● **PROBLEM REQUIREMENTS**: Gather the lines from the material that contain "tracker".

+ + +

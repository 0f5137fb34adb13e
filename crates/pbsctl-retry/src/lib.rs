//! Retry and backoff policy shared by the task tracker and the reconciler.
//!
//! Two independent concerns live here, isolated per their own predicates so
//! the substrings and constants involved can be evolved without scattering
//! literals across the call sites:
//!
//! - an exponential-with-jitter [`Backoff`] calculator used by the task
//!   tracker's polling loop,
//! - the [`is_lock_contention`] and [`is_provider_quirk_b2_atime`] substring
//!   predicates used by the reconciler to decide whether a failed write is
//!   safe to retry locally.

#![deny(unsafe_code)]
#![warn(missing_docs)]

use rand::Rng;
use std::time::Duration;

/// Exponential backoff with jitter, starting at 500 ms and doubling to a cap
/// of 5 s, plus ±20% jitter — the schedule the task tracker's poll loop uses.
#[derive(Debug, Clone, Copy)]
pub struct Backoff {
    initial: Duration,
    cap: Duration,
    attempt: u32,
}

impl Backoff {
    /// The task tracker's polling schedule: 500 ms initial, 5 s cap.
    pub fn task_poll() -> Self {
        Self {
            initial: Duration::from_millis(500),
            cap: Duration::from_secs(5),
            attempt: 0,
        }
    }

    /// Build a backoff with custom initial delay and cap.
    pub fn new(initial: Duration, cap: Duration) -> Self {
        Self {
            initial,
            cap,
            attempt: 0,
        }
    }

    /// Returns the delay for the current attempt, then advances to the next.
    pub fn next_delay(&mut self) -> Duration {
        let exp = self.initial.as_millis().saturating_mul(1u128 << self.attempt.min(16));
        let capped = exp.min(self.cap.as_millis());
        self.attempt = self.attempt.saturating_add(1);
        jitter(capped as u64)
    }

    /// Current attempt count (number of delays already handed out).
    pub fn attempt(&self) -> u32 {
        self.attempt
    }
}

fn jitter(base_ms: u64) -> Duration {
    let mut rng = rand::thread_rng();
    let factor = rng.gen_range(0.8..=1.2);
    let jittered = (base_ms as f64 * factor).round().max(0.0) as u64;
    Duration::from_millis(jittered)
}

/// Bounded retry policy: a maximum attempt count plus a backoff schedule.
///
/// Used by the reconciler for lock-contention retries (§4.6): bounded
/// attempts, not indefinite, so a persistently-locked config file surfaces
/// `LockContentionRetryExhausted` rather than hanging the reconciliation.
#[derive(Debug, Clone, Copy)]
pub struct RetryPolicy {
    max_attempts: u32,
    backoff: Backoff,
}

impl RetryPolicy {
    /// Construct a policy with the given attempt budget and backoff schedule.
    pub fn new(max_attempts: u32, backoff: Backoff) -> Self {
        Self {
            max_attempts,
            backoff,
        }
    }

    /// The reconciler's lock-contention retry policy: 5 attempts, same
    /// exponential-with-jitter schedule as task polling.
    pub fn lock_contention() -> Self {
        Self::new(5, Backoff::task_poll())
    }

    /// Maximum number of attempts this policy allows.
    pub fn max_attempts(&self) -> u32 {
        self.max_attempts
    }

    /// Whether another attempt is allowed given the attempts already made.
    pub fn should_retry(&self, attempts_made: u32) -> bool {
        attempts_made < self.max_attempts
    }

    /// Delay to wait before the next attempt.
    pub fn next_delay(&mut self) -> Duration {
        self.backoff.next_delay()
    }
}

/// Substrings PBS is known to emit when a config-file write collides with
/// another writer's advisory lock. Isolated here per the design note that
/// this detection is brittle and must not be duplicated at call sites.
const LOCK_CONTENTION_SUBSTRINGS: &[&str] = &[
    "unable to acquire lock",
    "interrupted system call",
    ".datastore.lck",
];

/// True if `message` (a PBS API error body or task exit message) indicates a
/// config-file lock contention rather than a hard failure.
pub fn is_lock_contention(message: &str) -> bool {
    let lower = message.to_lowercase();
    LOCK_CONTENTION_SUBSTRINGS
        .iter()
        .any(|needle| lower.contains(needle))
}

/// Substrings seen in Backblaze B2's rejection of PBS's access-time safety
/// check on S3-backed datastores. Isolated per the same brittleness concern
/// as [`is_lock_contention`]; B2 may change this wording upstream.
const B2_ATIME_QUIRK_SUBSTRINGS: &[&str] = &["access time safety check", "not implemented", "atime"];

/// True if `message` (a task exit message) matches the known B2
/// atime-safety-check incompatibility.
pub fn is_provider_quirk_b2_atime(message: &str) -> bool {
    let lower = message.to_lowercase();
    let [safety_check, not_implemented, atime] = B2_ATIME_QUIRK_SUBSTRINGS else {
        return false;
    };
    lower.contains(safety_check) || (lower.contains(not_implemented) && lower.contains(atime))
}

+ + +

● **COMPLETED TASK**:
//! Retry and backoff policy shared by the task tracker and the reconciler.
//!   tracker's polling loop,
/// of 5 s, plus ±20% jitter — the schedule the task tracker's poll loop uses.
    /// The task tracker's polling schedule: 500 ms initial, 5 s cap.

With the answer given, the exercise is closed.